## Task details:
Whenever the word "carries" appears on a line of the material below, that line is counted; state the total alone.

___ Source material

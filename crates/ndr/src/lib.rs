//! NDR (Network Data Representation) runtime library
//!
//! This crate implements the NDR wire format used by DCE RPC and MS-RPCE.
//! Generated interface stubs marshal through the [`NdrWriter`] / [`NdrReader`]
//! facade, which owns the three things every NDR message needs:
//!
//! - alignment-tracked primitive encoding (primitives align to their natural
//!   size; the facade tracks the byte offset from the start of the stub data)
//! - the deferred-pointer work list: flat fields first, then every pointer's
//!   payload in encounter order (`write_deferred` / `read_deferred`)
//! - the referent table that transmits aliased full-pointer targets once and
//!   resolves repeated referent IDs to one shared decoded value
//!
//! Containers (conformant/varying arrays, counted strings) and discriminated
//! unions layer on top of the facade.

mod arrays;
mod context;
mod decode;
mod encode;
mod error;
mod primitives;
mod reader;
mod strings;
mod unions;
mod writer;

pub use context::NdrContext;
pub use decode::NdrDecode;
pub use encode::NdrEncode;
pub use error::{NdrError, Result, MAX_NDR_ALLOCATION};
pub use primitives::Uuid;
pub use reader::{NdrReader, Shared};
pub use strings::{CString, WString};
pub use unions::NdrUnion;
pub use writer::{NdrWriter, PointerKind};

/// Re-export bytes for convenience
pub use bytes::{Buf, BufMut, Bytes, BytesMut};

______
___ Source material

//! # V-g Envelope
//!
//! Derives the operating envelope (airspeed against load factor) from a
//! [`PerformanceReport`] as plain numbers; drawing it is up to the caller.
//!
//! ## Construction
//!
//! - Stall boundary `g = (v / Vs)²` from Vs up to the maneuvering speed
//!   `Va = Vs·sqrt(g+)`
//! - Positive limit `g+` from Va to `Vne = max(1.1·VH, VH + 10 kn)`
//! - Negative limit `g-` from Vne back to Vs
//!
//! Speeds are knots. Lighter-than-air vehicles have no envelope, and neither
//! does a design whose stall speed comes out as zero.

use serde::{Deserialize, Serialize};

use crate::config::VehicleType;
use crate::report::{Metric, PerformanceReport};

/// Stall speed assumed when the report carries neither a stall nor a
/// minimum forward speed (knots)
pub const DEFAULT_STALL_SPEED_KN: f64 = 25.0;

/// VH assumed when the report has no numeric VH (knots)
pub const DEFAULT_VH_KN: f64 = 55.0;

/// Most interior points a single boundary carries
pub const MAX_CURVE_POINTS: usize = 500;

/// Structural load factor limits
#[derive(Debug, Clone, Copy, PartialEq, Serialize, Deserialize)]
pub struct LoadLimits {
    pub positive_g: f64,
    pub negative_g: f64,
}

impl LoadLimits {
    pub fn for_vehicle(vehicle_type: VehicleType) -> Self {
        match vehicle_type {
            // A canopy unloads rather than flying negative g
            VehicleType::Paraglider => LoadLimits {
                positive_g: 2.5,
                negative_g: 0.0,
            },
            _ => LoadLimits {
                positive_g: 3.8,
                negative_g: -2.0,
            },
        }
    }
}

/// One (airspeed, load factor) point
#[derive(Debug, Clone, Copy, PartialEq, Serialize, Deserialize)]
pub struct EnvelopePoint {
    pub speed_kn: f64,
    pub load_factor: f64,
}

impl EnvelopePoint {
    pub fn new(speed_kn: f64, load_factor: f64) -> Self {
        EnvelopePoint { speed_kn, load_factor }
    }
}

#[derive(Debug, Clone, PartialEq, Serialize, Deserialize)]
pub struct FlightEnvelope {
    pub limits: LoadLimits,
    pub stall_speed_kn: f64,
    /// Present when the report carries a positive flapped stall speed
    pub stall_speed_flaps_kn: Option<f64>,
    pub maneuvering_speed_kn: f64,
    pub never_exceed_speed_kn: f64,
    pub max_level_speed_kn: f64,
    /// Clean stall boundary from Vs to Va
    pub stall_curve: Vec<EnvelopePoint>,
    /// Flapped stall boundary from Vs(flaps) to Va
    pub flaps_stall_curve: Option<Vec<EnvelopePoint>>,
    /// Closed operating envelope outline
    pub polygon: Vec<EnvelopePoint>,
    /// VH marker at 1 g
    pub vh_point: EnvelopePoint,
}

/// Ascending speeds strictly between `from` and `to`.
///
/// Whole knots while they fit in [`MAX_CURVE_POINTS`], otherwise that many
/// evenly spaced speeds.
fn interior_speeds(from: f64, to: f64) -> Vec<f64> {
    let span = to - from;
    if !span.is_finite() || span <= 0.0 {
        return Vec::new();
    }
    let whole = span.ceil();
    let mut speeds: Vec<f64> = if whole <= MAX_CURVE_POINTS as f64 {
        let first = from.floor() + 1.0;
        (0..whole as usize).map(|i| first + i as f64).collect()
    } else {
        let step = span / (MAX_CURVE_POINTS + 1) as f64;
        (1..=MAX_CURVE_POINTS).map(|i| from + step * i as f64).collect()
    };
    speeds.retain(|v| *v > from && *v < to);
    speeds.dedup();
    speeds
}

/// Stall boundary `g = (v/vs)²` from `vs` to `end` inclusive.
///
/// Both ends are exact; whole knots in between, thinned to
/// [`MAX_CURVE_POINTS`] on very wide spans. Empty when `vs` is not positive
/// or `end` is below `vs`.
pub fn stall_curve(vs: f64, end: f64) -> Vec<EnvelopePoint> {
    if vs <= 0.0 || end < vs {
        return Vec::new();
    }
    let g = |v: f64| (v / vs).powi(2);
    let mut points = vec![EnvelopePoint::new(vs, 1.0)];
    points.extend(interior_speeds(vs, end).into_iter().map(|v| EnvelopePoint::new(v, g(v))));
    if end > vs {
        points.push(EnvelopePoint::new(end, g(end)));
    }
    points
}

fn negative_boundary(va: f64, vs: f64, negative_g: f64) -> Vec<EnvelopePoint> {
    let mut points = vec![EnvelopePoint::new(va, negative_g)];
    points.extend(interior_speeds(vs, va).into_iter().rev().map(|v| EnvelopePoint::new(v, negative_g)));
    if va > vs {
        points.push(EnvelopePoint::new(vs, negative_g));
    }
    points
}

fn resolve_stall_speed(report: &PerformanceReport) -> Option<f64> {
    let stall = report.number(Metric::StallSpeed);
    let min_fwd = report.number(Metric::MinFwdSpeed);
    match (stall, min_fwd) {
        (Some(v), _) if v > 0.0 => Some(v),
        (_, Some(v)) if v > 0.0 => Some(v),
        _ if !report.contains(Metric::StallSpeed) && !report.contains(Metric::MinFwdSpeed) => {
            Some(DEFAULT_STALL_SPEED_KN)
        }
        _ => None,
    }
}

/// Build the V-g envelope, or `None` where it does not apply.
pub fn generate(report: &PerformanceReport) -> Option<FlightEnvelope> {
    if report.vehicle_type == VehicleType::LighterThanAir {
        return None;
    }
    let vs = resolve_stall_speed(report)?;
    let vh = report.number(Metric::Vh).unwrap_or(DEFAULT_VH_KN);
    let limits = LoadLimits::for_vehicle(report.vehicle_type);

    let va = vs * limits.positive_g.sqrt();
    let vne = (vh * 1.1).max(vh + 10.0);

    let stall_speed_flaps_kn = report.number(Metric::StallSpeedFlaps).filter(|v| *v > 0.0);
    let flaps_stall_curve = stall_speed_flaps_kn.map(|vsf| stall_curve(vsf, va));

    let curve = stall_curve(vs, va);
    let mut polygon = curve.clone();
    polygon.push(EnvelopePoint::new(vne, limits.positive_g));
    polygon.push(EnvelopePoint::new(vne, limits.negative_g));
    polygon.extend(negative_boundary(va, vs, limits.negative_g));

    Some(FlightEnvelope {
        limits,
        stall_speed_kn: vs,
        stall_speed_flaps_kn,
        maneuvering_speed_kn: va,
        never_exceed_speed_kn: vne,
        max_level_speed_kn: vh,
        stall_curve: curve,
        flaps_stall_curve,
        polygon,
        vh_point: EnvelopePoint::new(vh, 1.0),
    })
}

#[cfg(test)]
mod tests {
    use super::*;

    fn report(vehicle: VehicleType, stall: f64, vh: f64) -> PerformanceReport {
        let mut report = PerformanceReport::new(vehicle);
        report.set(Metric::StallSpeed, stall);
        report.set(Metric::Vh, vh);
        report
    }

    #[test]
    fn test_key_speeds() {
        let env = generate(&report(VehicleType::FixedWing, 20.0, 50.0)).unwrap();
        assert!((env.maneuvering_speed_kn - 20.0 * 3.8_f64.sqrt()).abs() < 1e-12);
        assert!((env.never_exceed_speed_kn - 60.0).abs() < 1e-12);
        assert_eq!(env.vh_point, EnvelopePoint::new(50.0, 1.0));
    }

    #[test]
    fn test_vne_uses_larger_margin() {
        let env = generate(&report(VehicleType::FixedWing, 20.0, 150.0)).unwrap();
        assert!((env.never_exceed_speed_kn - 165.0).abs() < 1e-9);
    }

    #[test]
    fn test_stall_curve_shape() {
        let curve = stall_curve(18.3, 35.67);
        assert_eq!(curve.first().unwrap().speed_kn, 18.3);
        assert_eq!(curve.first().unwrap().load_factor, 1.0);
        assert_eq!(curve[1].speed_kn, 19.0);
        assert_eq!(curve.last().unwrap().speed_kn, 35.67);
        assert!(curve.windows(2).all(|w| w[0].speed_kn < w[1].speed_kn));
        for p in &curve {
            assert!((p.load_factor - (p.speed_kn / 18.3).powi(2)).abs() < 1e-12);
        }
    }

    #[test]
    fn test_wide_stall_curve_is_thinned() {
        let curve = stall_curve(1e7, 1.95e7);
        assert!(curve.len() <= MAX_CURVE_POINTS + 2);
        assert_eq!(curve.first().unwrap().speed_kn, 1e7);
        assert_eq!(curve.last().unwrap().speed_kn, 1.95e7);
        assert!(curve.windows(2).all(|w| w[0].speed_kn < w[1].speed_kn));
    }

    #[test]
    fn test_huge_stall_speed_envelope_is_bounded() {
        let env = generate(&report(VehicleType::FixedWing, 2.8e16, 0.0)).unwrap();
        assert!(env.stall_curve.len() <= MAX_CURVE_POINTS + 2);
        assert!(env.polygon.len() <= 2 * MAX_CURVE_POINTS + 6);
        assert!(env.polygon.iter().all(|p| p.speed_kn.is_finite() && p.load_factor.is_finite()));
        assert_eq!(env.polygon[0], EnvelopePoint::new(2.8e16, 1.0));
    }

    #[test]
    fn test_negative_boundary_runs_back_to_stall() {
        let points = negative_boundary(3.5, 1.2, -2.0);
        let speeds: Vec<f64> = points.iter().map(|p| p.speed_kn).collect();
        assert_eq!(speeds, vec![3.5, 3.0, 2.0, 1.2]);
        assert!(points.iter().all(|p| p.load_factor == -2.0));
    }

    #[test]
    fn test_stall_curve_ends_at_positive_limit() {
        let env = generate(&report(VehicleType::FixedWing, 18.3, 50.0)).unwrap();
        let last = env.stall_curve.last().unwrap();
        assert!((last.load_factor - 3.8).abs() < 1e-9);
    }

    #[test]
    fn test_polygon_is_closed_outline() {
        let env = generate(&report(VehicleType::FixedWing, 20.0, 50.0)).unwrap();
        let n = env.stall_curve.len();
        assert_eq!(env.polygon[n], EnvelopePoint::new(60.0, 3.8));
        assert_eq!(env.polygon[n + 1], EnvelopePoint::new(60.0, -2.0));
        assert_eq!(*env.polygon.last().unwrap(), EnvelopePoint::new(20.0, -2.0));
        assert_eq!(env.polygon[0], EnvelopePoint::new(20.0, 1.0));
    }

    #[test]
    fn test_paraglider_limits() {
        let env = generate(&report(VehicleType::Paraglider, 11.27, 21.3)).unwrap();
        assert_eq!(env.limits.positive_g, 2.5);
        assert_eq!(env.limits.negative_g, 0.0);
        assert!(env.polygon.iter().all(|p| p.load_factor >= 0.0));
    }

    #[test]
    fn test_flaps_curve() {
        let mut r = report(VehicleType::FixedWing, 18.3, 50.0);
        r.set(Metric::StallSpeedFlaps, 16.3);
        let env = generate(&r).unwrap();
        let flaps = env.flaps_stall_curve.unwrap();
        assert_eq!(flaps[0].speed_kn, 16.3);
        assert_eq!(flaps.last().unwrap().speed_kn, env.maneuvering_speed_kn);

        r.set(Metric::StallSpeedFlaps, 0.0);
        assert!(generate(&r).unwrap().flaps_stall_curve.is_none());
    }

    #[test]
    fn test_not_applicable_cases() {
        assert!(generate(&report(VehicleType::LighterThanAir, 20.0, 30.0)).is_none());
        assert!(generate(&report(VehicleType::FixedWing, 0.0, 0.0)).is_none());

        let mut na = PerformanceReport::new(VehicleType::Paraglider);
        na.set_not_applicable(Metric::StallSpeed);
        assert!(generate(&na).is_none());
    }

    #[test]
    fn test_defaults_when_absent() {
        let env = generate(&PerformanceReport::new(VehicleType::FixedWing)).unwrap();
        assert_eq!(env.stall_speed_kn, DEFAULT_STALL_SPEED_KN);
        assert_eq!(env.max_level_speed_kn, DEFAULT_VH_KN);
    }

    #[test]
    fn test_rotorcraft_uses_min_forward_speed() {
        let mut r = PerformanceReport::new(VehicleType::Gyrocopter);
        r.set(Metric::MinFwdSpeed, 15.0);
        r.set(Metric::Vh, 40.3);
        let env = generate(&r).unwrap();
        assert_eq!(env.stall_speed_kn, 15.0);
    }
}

______
___ Source material

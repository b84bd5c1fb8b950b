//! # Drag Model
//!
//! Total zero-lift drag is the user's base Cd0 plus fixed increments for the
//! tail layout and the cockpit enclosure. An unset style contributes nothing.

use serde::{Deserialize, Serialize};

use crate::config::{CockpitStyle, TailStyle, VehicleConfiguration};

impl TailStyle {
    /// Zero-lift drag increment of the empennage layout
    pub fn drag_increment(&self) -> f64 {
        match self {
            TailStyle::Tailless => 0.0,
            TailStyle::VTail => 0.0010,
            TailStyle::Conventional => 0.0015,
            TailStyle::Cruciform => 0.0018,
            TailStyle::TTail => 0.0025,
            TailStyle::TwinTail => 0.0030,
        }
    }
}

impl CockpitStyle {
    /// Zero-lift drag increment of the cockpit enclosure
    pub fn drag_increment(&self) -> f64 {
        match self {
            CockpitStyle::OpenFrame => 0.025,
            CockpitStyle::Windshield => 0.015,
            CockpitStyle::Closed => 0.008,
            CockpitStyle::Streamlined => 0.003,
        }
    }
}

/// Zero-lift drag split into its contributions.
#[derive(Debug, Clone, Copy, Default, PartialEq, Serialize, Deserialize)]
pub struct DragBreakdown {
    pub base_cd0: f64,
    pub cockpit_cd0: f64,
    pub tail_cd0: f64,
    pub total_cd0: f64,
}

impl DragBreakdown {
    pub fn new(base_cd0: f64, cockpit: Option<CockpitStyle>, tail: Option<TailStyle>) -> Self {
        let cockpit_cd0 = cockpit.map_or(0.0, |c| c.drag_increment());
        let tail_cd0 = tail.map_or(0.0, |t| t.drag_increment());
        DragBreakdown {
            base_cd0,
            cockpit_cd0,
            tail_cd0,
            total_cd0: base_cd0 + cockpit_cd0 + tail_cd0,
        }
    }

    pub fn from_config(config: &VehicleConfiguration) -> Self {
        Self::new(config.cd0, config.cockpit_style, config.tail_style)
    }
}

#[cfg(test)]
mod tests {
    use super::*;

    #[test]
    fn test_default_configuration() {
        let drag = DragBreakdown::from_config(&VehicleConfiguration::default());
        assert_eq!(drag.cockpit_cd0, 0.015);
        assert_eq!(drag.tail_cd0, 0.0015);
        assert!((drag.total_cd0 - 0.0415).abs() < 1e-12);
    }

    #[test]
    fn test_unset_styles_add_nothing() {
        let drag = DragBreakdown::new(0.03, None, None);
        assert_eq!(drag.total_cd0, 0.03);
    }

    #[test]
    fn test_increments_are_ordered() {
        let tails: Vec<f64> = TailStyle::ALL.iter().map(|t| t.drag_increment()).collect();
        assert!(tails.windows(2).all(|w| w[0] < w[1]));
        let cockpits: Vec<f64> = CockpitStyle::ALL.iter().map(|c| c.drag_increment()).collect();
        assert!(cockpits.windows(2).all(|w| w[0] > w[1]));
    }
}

______

## Exercise output:
3